I think this is a pretty clear situation. You have been hired as a C# backend developer who could use some knowledge in frontend technologies, and you ended up doing mostly frontend, so you're not working on what you've been promised. This is a problem, and you are right to bring this up to your management.
People tend to forget a very important thing: you have the right to be unsatisfied by your job. If you have been lied to about what your job would be, you have the right to bring it up. Of course, it could be that the people who expressed the need for a C# developer overlooked the need for a frontend developer, but that does not matter to you. If you are not working on what you are there for, you need to reconsider working there. It's a two-way street, really, companies lay off people if they're not happy with their performance, if you're not happy with the company you're working for, lay them off.

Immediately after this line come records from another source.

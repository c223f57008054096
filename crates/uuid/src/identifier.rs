//! Canonical identifiers and their generators.

use crate::{UuidError, UuidResult};
use std::sync::atomic::{AtomicU64, Ordering};
use std::{fmt, str::FromStr};

/// Re-exported for convenience.
pub use ::uuid::Uuid;

/// RDA's canonical identifier (32 lowercase hex characters, no hyphens).
///
/// Once constructed the contained UUID is valid, and its string form is always canonical, so
/// identifiers compare and persist consistently whether they were generated locally or parsed
/// from a request.
///
/// # Construction
/// - [`Identifier::new`] generates a new random identifier.
/// - [`Identifier::parse`] validates an externally supplied identifier.
/// - [`Identifier::from_u128`] builds a deterministic identifier (used by
///   [`SequentialIdGenerator`]).
#[derive(Clone, Copy, Debug, PartialEq, Eq, Hash, PartialOrd, Ord)]
pub struct Identifier(Uuid);

impl Default for Identifier {
    fn default() -> Self {
        Self::new()
    }
}

impl Identifier {
    /// Generates a new random identifier (RFC 4122 version 4).
    pub fn new() -> Self {
        Self(Uuid::new_v4())
    }

    /// Builds an identifier from a raw 128-bit value.
    pub fn from_u128(value: u128) -> Self {
        Self(Uuid::from_u128(value))
    }

    /// Validates and parses an identifier that must already be in canonical form.
    ///
    /// Hyphenated or uppercase forms are not normalised.
    ///
    /// # Errors
    ///
    /// Returns [`UuidError::InvalidInput`] if `input` is not in canonical form.
    pub fn parse(input: &str) -> UuidResult<Self> {
        if !Self::is_canonical(input) {
            return Err(UuidError::InvalidInput(format!(
                "identifier must be 32 lowercase hex characters without hyphens, got: '{}'",
                input
            )));
        }
        Uuid::parse_str(input)
            .map(Self)
            .map_err(|e| UuidError::InvalidInput(format!("invalid identifier '{}': {}", input, e)))
    }

    /// Returns true if `input` is in canonical form.
    ///
    /// Purely syntactic: exactly 32 bytes of `0-9` / `a-f`.
    pub fn is_canonical(input: &str) -> bool {
        input.len() == 32
            && input
                .bytes()
                .all(|b| matches!(b, b'0'..=b'9' | b'a'..=b'f'))
    }

    /// Returns the underlying `uuid::Uuid`.
    pub fn uuid(&self) -> Uuid {
        self.0
    }
}

impl fmt::Display for Identifier {
    fn fmt(&self, f: &mut fmt::Formatter<'_>) -> fmt::Result {
        write!(f, "{}", self.0.simple())
    }
}

impl FromStr for Identifier {
    type Err = UuidError;

    fn from_str(s: &str) -> Result<Self, Self::Err> {
        Identifier::parse(s)
    }
}

#[cfg(feature = "serde")]
impl serde::Serialize for Identifier {
    fn serialize<S>(&self, serializer: S) -> Result<S::Ok, S::Error>
    where
        S: serde::Serializer,
    {
        serializer.collect_str(self)
    }
}

#[cfg(feature = "serde")]
impl<'de> serde::Deserialize<'de> for Identifier {
    fn deserialize<D>(deserializer: D) -> Result<Self, D::Error>
    where
        D: serde::Deserializer<'de>,
    {
        let s = String::deserialize(deserializer)?;
        Identifier::parse(&s).map_err(serde::de::Error::custom)
    }
}

/// Source of fresh, unique identifiers.
pub trait IdGenerator: Send + Sync {
    fn next_id(&self) -> Identifier;
}

/// Random v4 identifiers.
#[derive(Clone, Copy, Debug, Default)]
pub struct UuidGenerator;

impl IdGenerator for UuidGenerator {
    fn next_id(&self) -> Identifier {
        Identifier::new()
    }
}

/// Deterministic identifiers `…0001`, `…0002`, … for tests and reproducible fixtures.
#[derive(Debug)]
pub struct SequentialIdGenerator {
    next: AtomicU64,
}

impl SequentialIdGenerator {
    pub fn new() -> Self {
        Self::starting_at(1)
    }

    pub fn starting_at(first: u64) -> Self {
        Self {
            next: AtomicU64::new(first),
        }
    }
}

impl Default for SequentialIdGenerator {
    fn default() -> Self {
        Self::new()
    }
}

impl IdGenerator for SequentialIdGenerator {
    fn next_id(&self) -> Identifier {
        let n = self.next.fetch_add(1, Ordering::Relaxed);
        Identifier::from_u128(u128::from(n))
    }
}

#[cfg(test)]
mod tests {
    use super::*;

    #[test]
    fn new_generates_canonical_identifier() {
        let id = Identifier::new();
        let canonical = id.to_string();

        assert_eq!(canonical.len(), 32);
        assert!(Identifier::is_canonical(&canonical));
    }

    #[test]
    fn parse_round_trips_canonical_form() {
        let canonical = "550e8400e29b41d4a716446655440000";
        let id = Identifier::parse(canonical).unwrap();
        assert_eq!(id.to_string(), canonical);
    }

    #[test]
    fn parse_rejects_hyphenated_identifier() {
        let result = Identifier::parse("550e8400-e29b-41d4-a716-446655440000");
        match result {
            Err(UuidError::InvalidInput(msg)) => {
                assert!(msg.contains("32 lowercase hex characters"));
            }
            _ => panic!("Expected InvalidInput error"),
        }
    }

    #[test]
    fn parse_rejects_uppercase_and_short_input() {
        assert!(Identifier::parse("550E8400E29B41D4A716446655440000").is_err());
        assert!(Identifier::parse("550e8400").is_err());
        assert!(Identifier::parse("").is_err());
    }

    #[test]
    fn sequential_generator_is_deterministic() {
        let generator = SequentialIdGenerator::new();
        assert_eq!(
            generator.next_id().to_string(),
            "00000000000000000000000000000001"
        );
        assert_eq!(
            generator.next_id().to_string(),
            "00000000000000000000000000000002"
        );

        let other = SequentialIdGenerator::starting_at(255);
        assert_eq!(other.next_id().to_string(), "000000000000000000000000000000ff");
    }

    #[test]
    fn uuid_generator_yields_distinct_identifiers() {
        let generator = UuidGenerator;
        assert_ne!(generator.next_id(), generator.next_id());
    }

    #[test]
    fn identifier_serialises_as_canonical_string() {
        let id = Identifier::from_u128(10);
        let json = serde_json::to_string(&id).unwrap();
        assert_eq!(json, "\"0000000000000000000000000000000a\"");

        let back: Identifier = serde_json::from_str(&json).unwrap();
        assert_eq!(back, id);

        let bad: Result<Identifier, _> = serde_json::from_str("\"not-an-id\"");
        assert!(bad.is_err());
    }
}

Now, I'm not saying you should quit right away. You should always try to resolve issues in the simplest way possible. The first thing I would do is talking with your team (if you have one), and suggest they might need a frontend developer to handle the work you've been doing recently. If you're working alone, you can skip the rest of this paragraph. You can either first bring this up casually (recommended), or Schedule an appointment with your team lead to discuss it. It needs to be a discussion, and not a rant: no manager/team leader would take it positively if you just came to complain. Just explain the situation and try to suggest that you would be more efficient if you could work on the backend tasks you were hired for, and thus that having someone else working on frontend would help the team's productivity.
If this doesn't work, or if you're not part of a team, you can indeed bring this up to management. Again, it's not about telling them you're unhappy with what you're doing, it's about suggesting an idea to improve overall productivity. You can try to explain that a developer specialized in frontend would be more efficient, and allow you to work on backend tasks, on which you would perform better yourself. To maximize the chances of this working, you need to make the manager feel like he's not doing it to accommodate you, but rather to improve productivity.
At this point, if things don't change quickly, I suggest you start looking for another job. It means they do not care about what you want to work on, and they will just have you work on the tasks they need. You can probably find a place where your expertise will be better used, and where you will get more respect from management. Plus, you're a software developer, and that means you shouldn't have too much trouble getting a job elsewhere.
7-8 months is already a very long time. I don't feel like your company has any different plans for you, but you should make sure of that by yourself.